* What you need to do:
Only the lines below between the ones containing "let mut tag = signer.as_bytes().to_vec();" and "let signer = Address::from_slice(&signature[..20])", inclusive, are to be reproduced, each exactly as it stands.

[[ Dataset records open ]]

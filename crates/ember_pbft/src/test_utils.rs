use std::collections::HashMap;
use std::sync::atomic::{AtomicBool, AtomicUsize, Ordering};
use std::sync::Mutex;

use async_trait::async_trait;
use ember_wire::{
    keccak256,
    Address,
    Block,
    Conclusion,
    LightBlock,
    Message,
    MissedTx,
    MsgCode,
    Proposal,
    Transaction,
    B256,
};
use lazy_static::lazy_static;
use mockall::mock;

use crate::types::{Backend, BackendError, VerifyError};
use crate::validator_set::ValidatorSet;

lazy_static! {
    /// Four distinct validator addresses, sorted; index 0 is the round-0
    /// proposer when the last proposer is `last_proposer()`.
    static ref VALIDATORS: Vec<Address> = (1u8..=4).map(|i| Address([i; 20])).collect();
}

pub(crate) fn validators() -> Vec<Address> {
    VALIDATORS.clone()
}

pub(crate) fn last_proposer() -> Address {
    Address([4u8; 20])
}

/// The deterministic test "signature": signer address followed by a keyed
/// digest over the data. Recoverable and forgery-evident, no real crypto.
pub(crate) fn sign_as(signer: Address, data: &[u8]) -> Vec<u8> {
    let mut tag = signer.as_bytes().to_vec();
    tag.extend_from_slice(data);
    let mut sig = signer.as_bytes().to_vec();
    sig.extend_from_slice(keccak256(&tag).as_bytes());
    sig
}

pub(crate) fn recover(data: &[u8], signature: &[u8]) -> Result<Address, BackendError> {
    if signature.len() != 52 {
        return Err(BackendError::BadSignature("bad length".to_string()));
    }
    let signer = Address::from_slice(&signature[..20])
        .map_err(|err| BackendError::BadSignature(err.to_string()))?;
    if sign_as(signer, data) != signature {
        return Err(BackendError::BadSignature("digest mismatch".to_string()));
    }
    Ok(signer)
}

/// The executed form of `block` under the test execution model.
pub(crate) fn conclude(block: &Block) -> Conclusion {
    let mut data = block.pending_hash().as_bytes().to_vec();
    data.extend_from_slice(b"executed");
    Conclusion::new(block.clone(), keccak256(&data))
}

pub(crate) fn genesis() -> Conclusion {
    conclude(&Block::new(0, B256::ZERO, 0, Vec::new()))
}

/// A block proposing `sequence` with `n_txs` distinct transactions.
pub(crate) fn proposal_block(sequence: u64, n_txs: usize) -> Block {
    let txs = (0..n_txs)
        .map(|i| Transaction::new(vec![i as u8, sequence as u8, 0x5a]))
        .collect();
    Block::new(sequence, genesis().hash(), 1_700_000_000 + sequence, txs)
}

/// Build the signed wire payload of a consensus message from `signer`.
/// Commits get a committed seal over `seal_digest`.
pub(crate) fn peer_payload(
    code: MsgCode,
    payload: Vec<u8>,
    signer: Address,
    seal_digest: Option<B256>,
) -> Vec<u8> {
    let msg = peer_message(code, payload, signer, seal_digest);
    msg.payload()
}

pub(crate) fn peer_message(
    code: MsgCode,
    payload: Vec<u8>,
    signer: Address,
    seal_digest: Option<B256>,
) -> Message {
    let mut msg = Message::new(code, payload);
    msg.address = signer;
    if let Some(digest) = seal_digest {
        msg.committed_seal = sign_as(signer, &ember_wire::committed_seal_input(digest));
    }
    msg.signature = sign_as(signer, &msg.payload_no_sig());
    msg
}

/// Everything the engine pushed toward the outside world.
#[derive(Debug, Clone)]
pub(crate) enum Outbound {
    /// Forward-routed gossip (`broadcast_to`).
    Broadcast { peers: Vec<Address>, payload: Vec<u8> },
    /// Valset-wide gossip of a replayed message (`broadcast`).
    Gossip { payload: Vec<u8> },
    /// Targeted send.
    Send { targets: Vec<Address>, payload: Vec<u8> },
}

impl Outbound {
    pub(crate) fn message(&self) -> Message {
        let payload = match self {
            Outbound::Broadcast { payload, .. } => payload,
            Outbound::Gossip { payload } => payload,
            Outbound::Send { payload, .. } => payload,
        };
        Message::decode(payload).expect("outbound payload decodes")
    }
}

/// A stateful in-memory backend: deterministic signatures, an executing
/// verifier, a transaction pool, and a recording transport.
pub(crate) struct TestBackend {
    pub(crate) own_address: Address,
    pub(crate) validator_list: Vec<Address>,
    pub(crate) last: Mutex<(Conclusion, Address)>,
    pub(crate) outbound: Mutex<Vec<Outbound>>,
    pub(crate) committed: Mutex<Vec<(Conclusion, Vec<Vec<u8>>)>>,
    pub(crate) pool: Mutex<HashMap<B256, Transaction>>,
    pub(crate) known_txs: Mutex<Vec<(Address, Vec<B256>)>>,
    pub(crate) verify_override: Mutex<Option<VerifyError>>,
    pub(crate) fail_commit: AtomicBool,
    pub(crate) timeouts: AtomicUsize,
    pub(crate) commit_hook_calls: Mutex<Vec<(u64, usize)>>,
}

impl TestBackend {
    pub(crate) fn new(own_address: Address) -> Self {
        Self {
            own_address,
            validator_list: validators(),
            last: Mutex::new((genesis(), last_proposer())),
            outbound: Mutex::new(Vec::new()),
            committed: Mutex::new(Vec::new()),
            pool: Mutex::new(HashMap::new()),
            known_txs: Mutex::new(Vec::new()),
            verify_override: Mutex::new(None),
            fail_commit: AtomicBool::new(false),
            timeouts: AtomicUsize::new(0),
            commit_hook_calls: Mutex::new(Vec::new()),
        }
    }

    pub(crate) fn outbound(&self) -> Vec<Outbound> {
        self.outbound.lock().unwrap().clone()
    }

    /// Outbound messages of `code`, decoded.
    pub(crate) fn sent(&self, code: MsgCode) -> Vec<Message> {
        self.outbound()
            .iter()
            .map(Outbound::message)
            .filter(|msg| msg.code == code)
            .collect()
    }

    pub(crate) fn clear_outbound(&self) {
        self.outbound.lock().unwrap().clear();
    }

    pub(crate) fn add_pool_tx(&self, tx: Transaction) {
        self.pool.lock().unwrap().insert(tx.hash(), tx);
    }

    pub(crate) fn set_verify_error(&self, err: VerifyError) {
        *self.verify_override.lock().unwrap() = Some(err);
    }

    pub(crate) fn set_last(&self, conclusion: Conclusion, proposer: Address) {
        *self.last.lock().unwrap() = (conclusion, proposer);
    }
}

#[async_trait]
impl Backend for TestBackend {
    fn address(&self) -> Address {
        self.own_address
    }

    fn sign(&self, data: &[u8]) -> Result<Vec<u8>, BackendError> {
        Ok(sign_as(self.own_address, data))
    }

    fn check_signature(&self, data: &[u8], signature: &[u8]) -> Result<Address, BackendError> {
        recover(data, signature)
    }

    fn validators(&self, _conclusion: &Conclusion) -> ValidatorSet {
        ValidatorSet::new(self.validator_list.clone())
    }

    async fn verify(
        &self,
        proposal: &Proposal,
        _verify_header: bool,
        verify_body: bool,
    ) -> Result<Option<Conclusion>, VerifyError> {
        if let Some(err) = self.verify_override.lock().unwrap().take() {
            return Err(err);
        }
        if !verify_body {
            return Ok(None);
        }
        match proposal {
            Proposal::Full(block) => Ok(Some(conclude(block))),
            Proposal::Light(_) => Err(VerifyError::Invalid("light body".to_string())),
        }
    }

    async fn commit(
        &self,
        conclusion: Conclusion,
        seals: Vec<Vec<u8>>,
    ) -> Result<(), BackendError> {
        if self.fail_commit.load(Ordering::Relaxed) {
            return Err(BackendError::Commit("insertion failed".to_string()));
        }
        self.committed.lock().unwrap().push((conclusion.clone(), seals));
        *self.last.lock().unwrap() = (conclusion, self.own_address);
        Ok(())
    }

    fn last_proposal(&self) -> (Conclusion, Address) {
        self.last.lock().unwrap().clone()
    }

    async fn broadcast(&self, _validators: &ValidatorSet, _sender: Address, payload: Vec<u8>) {
        self.outbound.lock().unwrap().push(Outbound::Gossip { payload });
    }

    async fn send(&self, targets: &[Address], payload: Vec<u8>) {
        self.outbound.lock().unwrap().push(Outbound::Send { targets: targets.to_vec(), payload });
    }

    async fn broadcast_to(&self, peers: &[Address], _hash: B256, payload: Vec<u8>) {
        self.outbound.lock().unwrap().push(Outbound::Broadcast { peers: peers.to_vec(), payload });
    }

    fn forward_route(&self, validators: &[Address]) -> (Vec<Address>, Vec<Address>) {
        // Fully connected: everyone is a direct peer, nothing to forward.
        (validators.to_vec(), Vec::new())
    }

    async fn fill_light_proposal(
        &self,
        light: &mut LightBlock,
    ) -> Result<(bool, Vec<MissedTx>), BackendError> {
        let pool = self.pool.lock().unwrap();
        for missed in light.missing() {
            if let Some(tx) = pool.get(&missed.hash) {
                light
                    .set_tx(missed.index as usize, tx.clone())
                    .map_err(|err| BackendError::TxPool(err.to_string()))?;
            }
        }
        Ok((light.completed(), light.missing()))
    }

    fn mark_transactions_known(&self, peer: Address, txs: &[Transaction]) {
        self.known_txs
            .lock()
            .unwrap()
            .push((peer, txs.iter().map(Transaction::hash).collect()));
    }

    fn has_bad_proposal(&self, _pending_hash: B256) -> bool {
        false
    }

    fn on_timeout(&self) {
        self.timeouts.fetch_add(1, Ordering::Relaxed);
    }

    fn on_commit(&self, block_number: u64, tx_count: usize) {
        self.commit_hook_calls.lock().unwrap().push((block_number, tx_count));
    }
}

mock! {
    pub(crate) EngineBackend {}

    #[async_trait]
    impl Backend for EngineBackend {
        fn address(&self) -> Address;
        fn sign(&self, data: &[u8]) -> Result<Vec<u8>, BackendError>;
        fn check_signature(&self, data: &[u8], signature: &[u8]) -> Result<Address, BackendError>;
        fn validators(&self, conclusion: &Conclusion) -> ValidatorSet;
        async fn verify(
            &self,
            proposal: &Proposal,
            verify_header: bool,
            verify_body: bool,
        ) -> Result<Option<Conclusion>, VerifyError>;
        async fn commit(
            &self,
            conclusion: Conclusion,
            seals: Vec<Vec<u8>>,
        ) -> Result<(), BackendError>;
        fn last_proposal(&self) -> (Conclusion, Address);
        async fn broadcast(&self, validators: &ValidatorSet, sender: Address, payload: Vec<u8>);
        async fn send(&self, targets: &[Address], payload: Vec<u8>);
        async fn broadcast_to(&self, peers: &[Address], hash: B256, payload: Vec<u8>);
        fn forward_route(&self, validators: &[Address]) -> (Vec<Address>, Vec<Address>);
        async fn fill_light_proposal(
            &self,
            light: &mut LightBlock,
        ) -> Result<(bool, Vec<MissedTx>), BackendError>;
        fn mark_transactions_known(&self, peer: Address, txs: &[Transaction]);
        fn has_bad_proposal(&self, pending_hash: B256) -> bool;
        fn on_timeout(&self);
        fn on_commit(&self, block_number: u64, tx_count: usize);
    }
}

[[ Dataset records closed ]]

* Written answer:
    let mut tag = signer.as_bytes().to_vec();
    tag.extend_from_slice(data);
    let mut sig = signer.as_bytes().to_vec();
    sig.extend_from_slice(keccak256(&tag).as_bytes());
    sig
}

pub(crate) fn recover(data: &[u8], signature: &[u8]) -> Result<Address, BackendError> {
    if signature.len() != 52 {
        return Err(BackendError::BadSignature("bad length".to_string()));
    }
    let signer = Address::from_slice(&signature[..20])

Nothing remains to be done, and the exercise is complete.